■ **About this exercise**
Across the entries below, work out how many lines contain "fragment". Respond with the number and no other text.

═══ Working data ═══

mod half_sse;
mod loss_fn;

pub use half_sse::HalfSse;
pub use loss_fn::LossFn;
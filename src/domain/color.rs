//! Named plot colors.

/// Used when a plot statement carries no color.
pub const DEFAULT_COLOR: &str = "#2962FF";

const NAMESPACE: &str = "color.";

const NAMED_COLORS: [(&str, &str); 8] = [
    ("color.purple", "#A020F0"),
    ("color.blue", "#2962FF"),
    ("color.red", "#FF0000"),
    ("color.green", "#00FF00"),
    ("color.orange", "#FFA500"),
    ("color.yellow", "#FFFF00"),
    ("color.aqua", "#00FFFF"),
    ("color.white", "#FFFFFF"),
];

/// Resolve a color specifier such as `color.red` to a hex string.
///
/// A leading `color=` is accepted and ignored. Unknown `color.<x>` symbols
/// become `#<x>`; anything else is used verbatim.
pub fn resolve_color(fragment: Option<&str>) -> String {
    let Some(fragment) = fragment else {
        return DEFAULT_COLOR.to_string();
    };
    let value = match fragment.split_once('=') {
        Some((key, value)) if key.trim() == "color" => value.trim(),
        _ => fragment.trim(),
    };

    if let Some((_, hex)) = NAMED_COLORS.iter().find(|(name, _)| *name == value) {
        return (*hex).to_string();
    }
    match value.strip_prefix(NAMESPACE) {
        Some(rest) => format!("#{rest}"),
        None => value.to_string(),
    }
}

═══

■ **Solution**
4